“Aluguei um cofre numa dependência do Banco Santander: pago pelo aluguer um valor anual.
Sou agora surpreendido por uma mensagem electrónica em que me transmitem que tenho de pagar € 5, 00 + IVA por cada uma das vezes que acedo ao cofre.
Mais surpreendente é o facto de só agora me ser debitada a comissão relativa "às visitas de Setembro de 2021" (nem me dizem quantas vezes fui ao cofre, nem que importâncias me debitaram e, para cúmulo, este débito refere-se ao ano de… 2021).
E o mais espantoso é que, além da ausência de informação, debitaram-me, abusiva e despudoradamente, tais comissões retroactivamente pois, como mo referem agora, as tabelas só entraram em vigor a 18 de Maio de 2022 - mais de meio ano após as, alegadas, visitas).”
Analisemos a questão suscitada por um distinto consumidor da Maia:
No decurso do contrato – tratando-se de relações jurídicas que se projectam no tempo – impõe-se a observância dos preceitos alusivos à informação em geral e, em particular, à protecção dos interesses económicos do consumidor.

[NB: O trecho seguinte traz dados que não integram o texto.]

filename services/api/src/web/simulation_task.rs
//! services/api/src/web/simulation_task.rs
//!
//! This module contains the background "worker" that animates the thinking
//! timeline of a pending answer while the provider call is outstanding.

use research_assistant_core::{
    simulator::{ThinkingSimulator, TickOutcome},
    store::SessionStore,
};
use std::sync::Arc;
use std::time::Duration;
use tokio::task::JoinHandle;
use tokio::time::{interval_at, Instant, MissedTickBehavior};
use tokio_util::sync::CancellationToken;
use tracing::debug;

/// Ticks `simulator` against the store every `period` until cancelled.
///
/// The first tick fires one full period after start. Cancellation is checked
/// again inside the store transaction, so once `cancel` fires no further
/// mutation is applied.
///
/// The loop also ends early once the session or its placeholder is gone:
/// targets are resolved by id and never come back, so later ticks could only
/// be no-ops.
pub async fn simulation_process(
    store: Arc<SessionStore>,
    mut simulator: ThinkingSimulator,
    period: Duration,
    cancel: CancellationToken,
) {
    let mut ticker = interval_at(Instant::now() + period, period);
    ticker.set_missed_tick_behavior(MissedTickBehavior::Delay);

    loop {
        tokio::select! {
            biased;
            _ = cancel.cancelled() => break,
            _ = ticker.tick() => {}
        }

        let mut outcome = TickOutcome::Exhausted;
        store
            .try_update(|sessions| {
                if cancel.is_cancelled() {
                    return false;
                }
                outcome = simulator.tick(sessions);
                outcome.mutated()
            })
            .await;

        if outcome == TickOutcome::TargetMissing {
            debug!(
                "Thinking target in session {} is gone. Stopping simulation.",
                simulator.session_id()
            );
            break;
        }
    }
    debug!(
        "Simulation for session {} ended at phase {}.",
        simulator.session_id(),
        simulator.phase_index()
    );
}

/// Owns a running simulation. Dropping the handle aborts the task.
pub struct SimulationHandle {
    stop: CancellationToken,
    task: Option<JoinHandle<()>>,
}

impl SimulationHandle {
    /// Starts ticking. The simulation also halts as soon as `request` is cancelled.
    pub fn spawn(
        store: Arc<SessionStore>,
        simulator: ThinkingSimulator,
        period: Duration,
        request: &CancellationToken,
    ) -> Self {
        let stop = request.child_token();
        let task = tokio::spawn(simulation_process(store, simulator, period, stop.clone()));
        Self {
            stop,
            task: Some(task),
        }
    }

    /// Stops the simulation and waits until it can no longer touch the store.
    pub async fn stop(mut self) {
        self.stop.cancel();
        if let Some(task) = self.task.take() {
            let _ = task.await;
        }
    }
}

impl Drop for SimulationHandle {
    fn drop(&mut self) {
        if let Some(task) = self.task.take() {
            task.abort();
        }
    }
}

#[cfg(test)]
mod tests {
    use super::*;
    use research_assistant_core::{
        domain::{Message, Session},
        script::{Script, FAST_TICK},
    };

    fn store_with_placeholder(query: &str) -> (Arc<SessionStore>, uuid::Uuid) {
        let mut session = Session::opened_by(query);
        let script = Script::fast(query);
        session.messages.push(Message::user(query, Vec::new()));
        session
            .messages
            .push(Message::placeholder(script.first_phase_text(), false));
        let id = session.id;
        (Arc::new(SessionStore::new(vec![session])), id)
    }

    fn steps_of(sessions: &[Session]) -> Vec<(String, usize)> {
        sessions[0]
            .last_message()
            .and_then(|m| m.thinking.as_ref())
            .map(|t| t.steps.iter().map(|s| (s.text.clone(), s.logs.len())).collect())
            .unwrap_or_default()
    }

    #[tokio::test(start_paused = true)]
    async fn ticks_once_per_period() {
        let query = "What is the capital of France?";
        let (store, id) = store_with_placeholder(query);
        let handle = SimulationHandle::spawn(
            store.clone(),
            ThinkingSimulator::new(id, Script::fast(query)),
            FAST_TICK,
            &CancellationToken::new(),
        );

        tokio::time::sleep(FAST_TICK * 3 + Duration::from_millis(50)).await;
        handle.stop().await;

        assert_eq!(
            steps_of(&store.snapshot().await),
            vec![
                ("Searching the web...".to_string(), 2),
                ("Reading sources...".to_string(), 0),
            ]
        );
    }

    #[tokio::test(start_paused = true)]
    async fn no_mutation_after_stop() {
        let query = "quantum computing";
        let (store, id) = store_with_placeholder(query);
        let handle = SimulationHandle::spawn(
            store.clone(),
            ThinkingSimulator::new(id, Script::fast(query)),
            FAST_TICK,
            &CancellationToken::new(),
        );

        tokio::time::sleep(FAST_TICK + Duration::from_millis(50)).await;
        handle.stop().await;
        let stopped_at = store.snapshot().await;

        tokio::time::sleep(FAST_TICK * 10).await;
        assert_eq!(store.snapshot().await, stopped_at);
        assert_eq!(steps_of(&stopped_at), vec![("Searching the web...".to_string(), 1)]);
    }

    #[tokio::test(start_paused = true)]
    async fn request_cancellation_freezes_the_timeline() {
        let query = "quantum computing";
        let (store, id) = store_with_placeholder(query);
        let request = CancellationToken::new();
        let handle = SimulationHandle::spawn(
            store.clone(),
            ThinkingSimulator::new(id, Script::fast(query)),
            FAST_TICK,
            &request,
        );

        tokio::time::sleep(FAST_TICK + Duration::from_millis(50)).await;
        request.cancel();
        tokio::time::sleep(FAST_TICK * 5).await;

        assert_eq!(
            steps_of(&store.snapshot().await),
            vec![("Searching the web...".to_string(), 1)]
        );
        handle.stop().await;
    }

    #[tokio::test(start_paused = true)]
    async fn ends_on_its_own_when_the_session_is_deleted() {
        let query = "rust";
        let (store, id) = store_with_placeholder(query);
        let task = tokio::spawn(simulation_process(
            store.clone(),
            ThinkingSimulator::new(id, Script::fast(query)),
            FAST_TICK,
            CancellationToken::new(),
        ));

        store.update(|sessions| sessions.clear()).await;

        assert!(tokio::time::timeout(FAST_TICK * 2, task).await.is_ok());
        assert!(store.snapshot().await.is_empty());
    }
}
//! services/api/src/web/protocol.rs
//!
//! Defines the WebSocket message protocol between the browser client and the API server
//! for the research chat.

use research_assistant_core::domain::{FocusMode, ModelId, Session};
use serde::{Deserialize, Serialize};
use uuid::Uuid;

//=========================================================================================
// Messages Sent FROM the Client (Browser) TO the Server
//=========================================================================================
// NOTE: Images are staged beforehand through the REST attachment endpoints.
//=========================================================================================

/// Represents the structured text messages a client can send to the server.
#[derive(Deserialize, Debug)]
#[serde(tag = "type", rename_all = "snake_case")]
pub enum ClientMessage {
    /// Submits a question, together with whatever images are currently staged.
    Ask {
        query: String,
        #[serde(default)]
        focus_mode: FocusMode,
        #[serde(default)]
        pro_mode: bool,
        #[serde(default)]
        model: ModelId,
        /// The session shown in the UI, if any.
        #[serde(default)]
        session_id: Option<Uuid>,
    },

    /// Stops the request that is currently being generated.
    Stop,
}

//=========================================================================================
// Messages Sent FROM the Server TO the Client (Browser)
//=========================================================================================

/// How a request ended.
#[derive(Serialize, Debug, Clone, Copy, PartialEq, Eq)]
#[serde(rename_all = "snake_case")]
pub enum Resolution {
    Answered,
    Stopped,
    Failed,
}

/// Represents the structured text messages the server can send to the client.
#[derive(Serialize, Debug, Clone)]
#[serde(tag = "type", rename_all = "snake_case")]
pub enum ServerMessage {
    /// The full session collection. Sent on connect and after every change.
    Sessions { sessions: Vec<Session> },

    /// The question was accepted. The client clears its input and shows `session_id`.
    GenerationStarted { session_id: Uuid },

    /// The request is over and a new one may be submitted.
    GenerationFinished {
        session_id: Uuid,
        outcome: Resolution,
    },

    /// Reports a rejected client message, which the UI should display.
    Error { message: String },
}

impl ServerMessage {
    /// A session snapshot for the wire. Image payloads are left out; clients
    /// fetch them once from the attachment content endpoint.
    pub fn sessions(snapshot: &[Session]) -> Self {
        let mut sessions = snapshot.to_vec();
        for attachment in sessions
            .iter_mut()
            .flat_map(|s| s.messages.iter_mut())
            .flat_map(|m| m.attachments.iter_mut())
        {
            attachment.data.clear();
        }
        ServerMessage::Sessions { sessions }
    }
}

#[cfg(test)]
mod tests {
    use super::*;
    use research_assistant_core::{attachment::image_attachment, domain::Message};

    #[test]
    fn ask_defaults_to_fast_web_search() {
        let msg: ClientMessage =
            serde_json::from_str(r#"{"type":"ask","query":"What is the capital of France?"}"#)
                .unwrap();
        match msg {
            ClientMessage::Ask {
                query,
                focus_mode,
                pro_mode,
                model,
                session_id,
            } => {
                assert_eq!(query, "What is the capital of France?");
                assert_eq!(focus_mode, FocusMode::Web);
                assert!(!pro_mode);
                assert_eq!(model, ModelId::Gemini3ProPreview);
                assert!(session_id.is_none());
            }
            other => panic!("unexpected message: {other:?}"),
        }
    }

    #[test]
    fn ask_accepts_wire_mode_and_model_names() {
        let msg: ClientMessage = serde_json::from_str(
            r#"{"type":"ask","query":"q","focus_mode":"youtubeSearch","pro_mode":true,"model":"gemini-2.0-pro"}"#,
        )
        .unwrap();
        assert!(matches!(
            msg,
            ClientMessage::Ask { focus_mode: FocusMode::Youtube, pro_mode: true, model: ModelId::Gemini20Pro, .. }
        ));
    }

    #[test]
    fn finished_message_is_tagged() {
        let id = Uuid::nil();
        let json = serde_json::to_value(ServerMessage::GenerationFinished {
            session_id: id,
            outcome: Resolution::Stopped,
        })
        .unwrap();
        assert_eq!(json["type"], "generation_finished");
        assert_eq!(json["outcome"], "stopped");
    }

    #[test]
    fn session_snapshots_leave_out_image_payloads() {
        let image = image_attachment("cat.png", "image/png", b"meow").unwrap();
        let mut session = Session::opened_by("");
        session.messages.push(Message::user("", vec![image.clone()]));
        let snapshot = vec![session];

        let ServerMessage::Sessions { sessions } = ServerMessage::sessions(&snapshot) else {
            panic!("expected a sessions message");
        };

        let sent = &sessions[0].messages[0].attachments[0];
        assert!(sent.data.is_empty());
        assert_eq!(sent.id, image.id);
        assert_eq!(sent.name, "cat.png");
        assert_eq!(sent.mime_type, "image/png");
        assert_eq!(snapshot[0].messages[0].attachments[0].data, image.data);
    }
}
//! services/api/src/bin/api.rs

use api_lib::{
    adapters::{DbAdapter, GeminiAnswerAdapter, JsonFileAdapter, OpenAiAnswerAdapter},
    config::{AnswerProvider, Config},
    error::ApiError,
    web::{
        attachment_content_handler, create_session_handler, delete_attachment_handler,
        delete_session_handler, feedback_handler, list_attachments_handler,
        list_sessions_handler,
        persistence_task::{persistence_process, restore},
        rest::ApiDoc,
        state::AppState,
        upload_attachment_handler, ws_handler,
    },
};
use async_openai::{config::OpenAIConfig, Client};
use axum::http::{
    header::{ACCEPT, CONTENT_TYPE},
    HeaderValue, Method,
};
use axum::{
    extract::DefaultBodyLimit,
    routing::{delete, get, post},
    Router,
};
use research_assistant_core::{
    ports::{AnswerService, SessionRepository},
    store::SessionStore,
};
use sqlx::postgres::PgPoolOptions;
use std::sync::Arc;
use tower_http::cors::CorsLayer;
use tracing::info;
use tracing_subscriber::{layer::SubscriberExt, util::SubscriberInitExt};
use utoipa::OpenApi;
use utoipa_swagger_ui::SwaggerUi;

#[tokio::main]
async fn main() -> Result<(), ApiError> {
    // --- 1. Load Configuration & Set Up Logging ---
    let config = Arc::new(Config::from_env()?);
    tracing_subscriber::registry()
        .with(tracing_subscriber::EnvFilter::new(config.log_level.to_string()))
        .with(tracing_subscriber::fmt::layer())
        .init();
    info!("Configuration loaded. Starting server...");

    // --- 2. Choose the Session Repository ---
    let repository: Arc<dyn SessionRepository> = match &config.database_url {
        Some(database_url) => {
            info!("Connecting to database...");
            let db_pool = PgPoolOptions::new()
                .max_connections(5)
                .connect(database_url)
                .await?;
            let db_adapter = DbAdapter::new(db_pool);
            info!("Running database migrations...");
            db_adapter.run_migrations().await?;
            info!("Database migrations complete.");
            Arc::new(db_adapter)
        }
        None => {
            info!(
                "DATABASE_URL not set. Persisting sessions to {}.",
                config.sessions_path.display()
            );
            Arc::new(JsonFileAdapter::new(config.sessions_path.clone()))
        }
    };

    // --- 3. Restore Sessions & Start Persisting Changes ---
    let sessions = restore(repository.as_ref()).await;
    let store = Arc::new(SessionStore::new(sessions));
    tokio::spawn(persistence_process(repository, store.subscribe()));

    // --- 4. Initialize the Answer Adapter ---
    let answer_adapter: Arc<dyn AnswerService> = match config.answer_provider {
        AnswerProvider::Gemini => {
            let api_key = config
                .gemini_api_key
                .as_ref()
                .ok_or_else(|| ApiError::Internal("GEMINI_API_KEY is required".to_string()))?;
            Arc::new(GeminiAnswerAdapter::new(api_key.clone()))
        }
        AnswerProvider::OpenAi => {
            let openai_config = OpenAIConfig::new().with_api_key(
                config
                    .openai_api_key
                    .as_ref()
                    .ok_or_else(|| ApiError::Internal("OPENAI_API_KEY is required".to_string()))?,
            );
            Arc::new(OpenAiAnswerAdapter::new(
                Client::with_config(openai_config),
                config.openai_model.clone(),
            ))
        }
    };
    info!("Answering with {:?}.", config.answer_provider);

    // --- 5. Build the Shared AppState ---
    let app_state = Arc::new(AppState::new(config.clone(), store, answer_adapter));

    let origin = config.cors_origin.parse::<HeaderValue>().map_err(|e| {
        ApiError::Internal(format!("Invalid CORS_ORIGIN '{}': {}", config.cors_origin, e))
    })?;
    let cors = CorsLayer::new()
        .allow_origin(origin)
        .allow_methods([Method::GET, Method::POST, Method::DELETE, Method::OPTIONS])
        .allow_headers([CONTENT_TYPE, ACCEPT]);

    // --- 6. Create the Web Router ---
    let api_router = Router::new()
        .route(
            "/sessions",
            get(list_sessions_handler).post(create_session_handler),
        )
        .route("/sessions/{id}", delete(delete_session_handler))
        .route(
            "/sessions/{id}/messages/{message_id}/feedback",
            post(feedback_handler),
        )
        .route(
            "/sessions/{id}/messages/{message_id}/attachments/{attachment_id}",
            get(attachment_content_handler),
        )
        .route(
            "/attachments",
            get(list_attachments_handler).post(upload_attachment_handler),
        )
        .route("/attachments/{id}", delete(delete_attachment_handler))
        .route("/ws", get(ws_handler))
        .layer(DefaultBodyLimit::max(10 * 1024 * 1024))
        .layer(cors)
        .with_state(app_state);

    // Merge the API router with the Swagger UI router for a complete application.
    let app = Router::new()
        .merge(api_router)
        .merge(SwaggerUi::new("/swagger-ui").url("/api-docs/openapi.json", ApiDoc::openapi()));

    // --- 7. Start the Server ---
    info!("Starting server on {}", config.bind_address);
    info!(
        "Swagger UI available at http://{}/swagger-ui",
        config.bind_address
    );
    let listener = tokio::net::TcpListener::bind(&config.bind_address).await?;
    axum::serve(listener, app).await?;

    Ok(())
}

“O … prestador de serviços deve, tanto na fase de negociações como na da celebração do contrato, informar o consumidor de modo claro, objectivo e adequado …, nomeadamente sobre…os encargos dele decorrentes…[LDC: n.º 1 do art.º 8.º]
“O consumidor tem direito à protecção dos seus interesses económicos, impondo-se nas relações jurídicas de consumo … a lealdade e a boa-fé, nos preliminares, na formação e ainda na vigência dos contratos.” [LDC: n.º 1 do art.º 9.º]

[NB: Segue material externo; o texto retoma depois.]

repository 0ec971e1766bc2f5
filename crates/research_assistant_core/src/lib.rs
pub mod attachment;
pub mod domain;
pub mod exchange;
pub mod ports;
pub mod script;
pub mod simulator;
pub mod store;

pub use domain::{
    Attachment, AttachmentKind, Feedback, FocusMode, HistoryTurn, Message, ModelId, Role, Session,
    Source, Step, StepStatus, ThinkingState,
};
pub use ports::{Answer, AnswerRequest, AnswerService, PortError, PortResult, SessionRepository};
pub use script::Script;
pub use simulator::{ThinkingSimulator, TickOutcome};
pub use store::SessionStore;
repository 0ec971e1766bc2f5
pub mod adapters;
pub mod config;
pub mod error;
pub mod web;
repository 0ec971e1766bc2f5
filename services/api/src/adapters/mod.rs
pub mod db;
pub mod gemini;
pub mod instructions;
pub mod json_store;
pub mod openai_answer;

pub use db::DbAdapter;
pub use gemini::GeminiAnswerAdapter;
pub use json_store::JsonFileAdapter;
pub use openai_answer::OpenAiAnswerAdapter;
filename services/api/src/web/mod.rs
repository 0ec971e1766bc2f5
pub mod answer_task;
pub mod persistence_task;
pub mod protocol;
pub mod rest;
pub mod simulation_task;
pub mod state;
pub mod ws_handler;

// Re-export the handlers the binary mounts on the router.
pub use rest::{
    attachment_content_handler, create_session_handler, delete_attachment_handler,
    delete_session_handler, feedback_handler, list_attachments_handler, list_sessions_handler,
    upload_attachment_handler,
};
pub use ws_handler::ws_handler;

No mais, no particular dos serviços financeiros, avulta um especial dever de informação que emana do n.º 1 do artigo 77 do Regime Geral das Instituições Financeiras e de Crédito [RGIFC] sob a epígrafe “dever de informação e de assistência”:
“As instituições de crédito devem informar com clareza os clientes sobre a remuneração que oferecem pelos fundos recebidos e os elementos caracterizadores dos produtos oferecidos, bem como sobre o preço dos serviços prestados e outros encargos a suportar pelos clientes.”

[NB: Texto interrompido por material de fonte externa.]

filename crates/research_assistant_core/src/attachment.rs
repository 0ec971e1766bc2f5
//! crates/research_assistant_core/src/attachment.rs
//!
//! Validation, encoding and staging of user images before they are sent.

use base64::engine::general_purpose::STANDARD as BASE64_STANDARD;
use base64::Engine;
use uuid::Uuid;

use crate::domain::{Attachment, AttachmentKind};

/// Largest accepted file, 5 MiB.
pub const MAX_ATTACHMENT_BYTES: usize = 5 * 1024 * 1024;

pub const ALLOWED_IMAGE_TYPES: [&str; 4] = ["image/png", "image/jpeg", "image/webp", "image/heic"];

#[derive(Debug, thiserror::Error, PartialEq, Eq)]
pub enum AttachmentError {
    #[error("Only PNG, JPEG, WEBP, and HEIC images are supported.")]
    UnsupportedType(String),
    #[error("File size must be less than 5MB.")]
    TooLarge(usize),
    #[error("Failed to convert file to base64: {0}")]
    Conversion(String),
}

/// Checks a file's declared type and size against the allow-list.
pub fn validate(mime_type: &str, size: usize) -> Result<(), AttachmentError> {
    if !ALLOWED_IMAGE_TYPES.contains(&mime_type) {
        return Err(AttachmentError::UnsupportedType(mime_type.to_string()));
    }
    if size > MAX_ATTACHMENT_BYTES {
        return Err(AttachmentError::TooLarge(size));
    }
    Ok(())
}

/// Standard base64, without any data-URL prefix.
pub fn encode(bytes: &[u8]) -> String {
    BASE64_STANDARD.encode(bytes)
}

/// Recovers the raw file from a stored payload.
pub fn decode(data: &str) -> Result<Vec<u8>, AttachmentError> {
    BASE64_STANDARD
        .decode(data)
        .map_err(|e| AttachmentError::Conversion(e.to_string()))
}

/// Validates and encodes an image into an attachment ready for staging.
pub fn image_attachment(
    name: impl Into<String>,
    mime_type: &str,
    bytes: &[u8],
) -> Result<Attachment, AttachmentError> {
    validate(mime_type, bytes.len())?;
    Ok(Attachment {
        id: Uuid::new_v4(),
        kind: AttachmentKind::Image,
        name: name.into(),
        mime_type: mime_type.to_string(),
        data: encode(bytes),
    })
}

/// Attachments waiting for the next send, in the order they were staged.
#[derive(Debug, Default)]
pub struct StagingArea {
    items: Vec<Attachment>,
}

impl StagingArea {
    pub fn stage(&mut self, attachment: Attachment) {
        self.items.push(attachment);
    }

    pub fn remove(&mut self, attachment_id: Uuid) -> bool {
        let before = self.items.len();
        self.items.retain(|a| a.id != attachment_id);
        self.items.len() != before
    }

    pub fn list(&self) -> &[Attachment] {
        &self.items
    }

    pub fn is_empty(&self) -> bool {
        self.items.is_empty()
    }

    /// Hands every staged attachment to an outgoing message and empties the area.
    pub fn drain(&mut self) -> Vec<Attachment> {
        std::mem::take(&mut self.items)
    }
}

#[cfg(test)]
mod tests {
    use super::*;

    #[test]
    fn rejects_types_outside_the_allow_list() {
        let err = validate("application/pdf", 10).unwrap_err();
        assert_eq!(err.to_string(), "Only PNG, JPEG, WEBP, and HEIC images are supported.");
        assert!(validate("image/gif", 10).is_err());
    }

    #[test]
    fn size_limit_is_inclusive_of_five_mebibytes() {
        assert!(validate("image/png", MAX_ATTACHMENT_BYTES).is_ok());
        let err = validate("image/png", MAX_ATTACHMENT_BYTES + 1).unwrap_err();
        assert_eq!(err, AttachmentError::TooLarge(MAX_ATTACHMENT_BYTES + 1));
        assert_eq!(err.to_string(), "File size must be less than 5MB.");
    }

    #[test]
    fn image_attachment_is_base64_without_prefix() {
        let attachment = image_attachment("dot.png", "image/png", b"hello").unwrap();
        assert_eq!(attachment.kind, AttachmentKind::Image);
        assert_eq!(attachment.data, "aGVsbG8=");
        assert_eq!(attachment.mime_type, "image/png");
        assert_eq!(decode(&attachment.data).unwrap(), b"hello");
        assert!(matches!(decode("not base64!"), Err(AttachmentError::Conversion(_))));
    }

    #[test]
    fn staging_area_keeps_order_and_drains() {
        let mut staging = StagingArea::default();
        let first = image_attachment("a.png", "image/png", b"a").unwrap();
        let second = image_attachment("b.jpg", "image/jpeg", b"b").unwrap();
        let (first_id, second_id) = (first.id, second.id);
        staging.stage(first);
        staging.stage(second);

        assert!(staging.remove(first_id));
        assert!(!staging.remove(first_id));

        let drained = staging.drain();
        assert_eq!(drained.len(), 1);
        assert_eq!(drained[0].id, second_id);
        assert!(staging.is_empty());
    }
}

O facto é que a violação dos deveres previstos neste artigo constitui contra-ordenação punível nos termos da alínea h) do artigo 210.º do presente Regime Geral: “coima de 3.000 a 1 500 000 €, tratando-se de ente colectivo”, como é o caso.
No mais, segundo a Lei das Condições Gerais dos Contratos [LCGC]:
“1 - São proibidas, consoante o quadro negocial padronizado, designadamente, as cláusulas contratuais que:
…
c) Atribuam a quem as predisponha o direito de alterar unilateralmente os termos do contrato, excepto se existir razão atendível que as partes tenham convencionado.”
2 - O disposto na alínea c) do número anterior não determina a proibição de cláusulas contratuais gerais que:
…
b) Atribuam a quem as predisponha o direito de alterar unilateralmente o conteúdo de um contrato de duração indeterminada, contanto que se preveja o dever de informar a contraparte com pré-aviso razoável e se lhe dê a faculdade de resolver o contrato. [LCGC: art.º 22]
Ora, tal nem é sequer enquadrável nas excepções constantes da lei, razão por que, tratando-se de comissões que surgem “ex novo”, em razão das políticas predatórias das instituições financeiras, cada vez mais vorazes no ataque à bolsa dos consumidores, é pura e simplesmente proibido.
Tratando-se, porém, de uma alteração substancial de conteúdo, ao Santander cumpria notificar tempestivamente os consumidores das alterações, a fim de cada um dos seus clientes ajuizar da conveniência de continuar ou não vinculado às obrigações decorrentes do contrato, o que de todo não sucedeu.
Menos ainda se admite a retroactividade das cobranças, o que constitui, para além do mais e segundo o nosso juízo, conduta enquadrável no crime de especulação, previsto e punível pela Lei Penal do Consumo [LPC - DL 28/84: art.º 35] cuja moldura penal é de seis meses a três anos de prisão e multa não inferior a 500 dias.
É lícito se requeira a desconsideração da personalidade colectiva, a fim de fazer responder pessoalmente os gestores e mais responsáveis pela condução da actividade das entidades em causa pelos crimes perpetrados contra os consumidores.